Analogamente, sul piano letterario, ne assume a suo modo la poetica del pastiche impoetico, mescolando versi e autoriflessioni, lirismi e interventi critici,  schegge narrative e sperimentazioni linguistiche, una poetica che, nel libro a strati della Nuova gioventù pasoliniana, trova una peculiare esemplificazione, rafforzata anche dal gioco di specchi tra il friulano idilliaco degli esordi e quello umiliato della fine.
Per Medvedev, Pasolini è dunque emblema di indipendenza intellettuale mai negoziabile e maestro di paradossi spiazzanti, come nel caso della poesia Il PCI ai giovani!!  che, con la sua imbarazzante difesa dei poliziotti figli di poveri, fu ferocemente stigmatizzata nel 1968 anche nella Russia sovietica, mentre per il giovane scrittore russo è solo la messa in atto di uno sguardo fertilmente ironico e depistante.
Fatti i conti con le tante occasioni storiche perdute nel suo paese e nella coscienza delle ambiguità o delle difficoltà del discorso artistico contemporaneo, Medvedev teorizza e mette in atto forme rinnovate di alterità non ideologizzata, cercando varchi in cui la protesta, la libertà o anche l’utopia siano ancora praticabili.

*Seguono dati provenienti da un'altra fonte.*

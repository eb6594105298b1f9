/// Insertion-ordered environment mapping.
///
/// `set` on an existing key overwrites the value in place, so the
/// serialized output never carries duplicate lines.
#[derive(Debug, Clone, Default)]
pub struct EnvMap {
    entries: Vec<(String, String)>,
}

impl EnvMap {
    pub fn new() -> Self {
        Self::default()
    }

    pub fn set(&mut self, key: impl Into<String>, value: impl Into<String>) {
        let key = key.into();
        let value = value.into();
        if let Some(entry) = self.entries.iter_mut().find(|(k, _)| *k == key) {
            entry.1 = value;
        } else {
            self.entries.push((key, value));
        }
    }

    pub fn get(&self, key: &str) -> Option<&str> {
        self.entries
            .iter()
            .find(|(k, _)| k == key)
            .map(|(_, v)| v.as_str())
    }

    pub fn iter(&self) -> impl Iterator<Item = (&str, &str)> {
        self.entries.iter().map(|(k, v)| (k.as_str(), v.as_str()))
    }

    pub fn len(&self) -> usize {
        self.entries.len()
    }

    pub fn is_empty(&self) -> bool {
        self.entries.is_empty()
    }

    /// Newline-terminated `KEY=value` lines in insertion order.
    pub fn to_dotenv(&self) -> String {
        let mut out = String::new();
        for (key, value) in &self.entries {
            out.push_str(key);
            out.push('=');
            out.push_str(value);
            out.push('\n');
        }
        out
    }
}
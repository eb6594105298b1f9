use std::path::PathBuf;

/// Inputs for the generated POSIX shell profile at `home/.profile`.
///
/// The profile exports the same variables the dotenv file carries, plus
/// a best-effort source of an optional override file so local tweaks
/// survive reinstalls.
#[derive(Debug, Clone)]
pub struct ShellProfile {
    pub home: PathBuf,
    pub prefix: PathBuf,
    pub bin_dir: PathBuf,
    pub lib_dir: PathBuf,
    pub payload_dir: PathBuf,
    pub override_file: Option<PathBuf>,
}

impl ShellProfile {
    pub fn render(&self) -> String {
        let mut out = String::new();
        out.push_str("# Generated shell profile\n");
        out.push_str(&format!("export HOME={}\n", self.home.display()));
        out.push_str(&format!("export PREFIX={}\n", self.prefix.display()));
        out.push_str(&format!("export PATH={}:$PATH\n", self.bin_dir.display()));
        out.push_str(&format!(
            "export LD_LIBRARY_PATH={}:{}:$LD_LIBRARY_PATH\n",
            self.payload_dir.display(),
            self.lib_dir.display()
        ));

        if let Some(override_file) = &self.override_file {
            out.push('\n');
            out.push_str(&format!(
                "if [ -f {path} ]; then\n    . {path}\nfi\n",
                path = override_file.display()
            ));
        }

        out
    }
}

#[cfg(test)]
mod tests {
    use super::*;
    use std::path::Path;

    fn profile() -> ShellProfile {
        ShellProfile {
            home: "/prefix/home".into(),
            prefix: "/prefix".into(),
            bin_dir: "/prefix/bin".into(),
            lib_dir: "/prefix/lib".into(),
            payload_dir: "/payload".into(),
            override_file: None,
        }
    }

    #[test]
    fn test_render_exports_path_with_bin_prepended() {
        let rendered = profile().render();
        assert!(rendered.contains("export PATH=/prefix/bin:$PATH\n"));
    }

    #[test]
    fn test_render_orders_payload_before_lib_dir() {
        let rendered = profile().render();
        assert!(rendered.contains("export LD_LIBRARY_PATH=/payload:/prefix/lib:$LD_LIBRARY_PATH\n"));
    }

    #[test]
    fn test_render_sources_override_when_configured() {
        let mut p = profile();
        p.override_file = Some(Path::new("/data/local/override.sh").to_path_buf());
        let rendered = p.render();
        assert!(rendered.contains("if [ -f /data/local/override.sh ]; then"));
        assert!(rendered.contains(". /data/local/override.sh"));
    }

    #[test]
    fn test_render_omits_source_block_without_override() {
        assert!(!profile().render().contains("if [ -f"));
    }
}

In questo senso, aldilà del contesto moscovita in cui è fortemente  radicato, egli pare un’incarnazione ideale dell’intellettuale marxista nella post-modernità. E sulla sua strada, allora, non può essergli compagno più fraterno dell’ultimo Pasolini, disincantato ma non arreso anche tra le braci spente del friulano, un tempo incantato, della sua gioventù.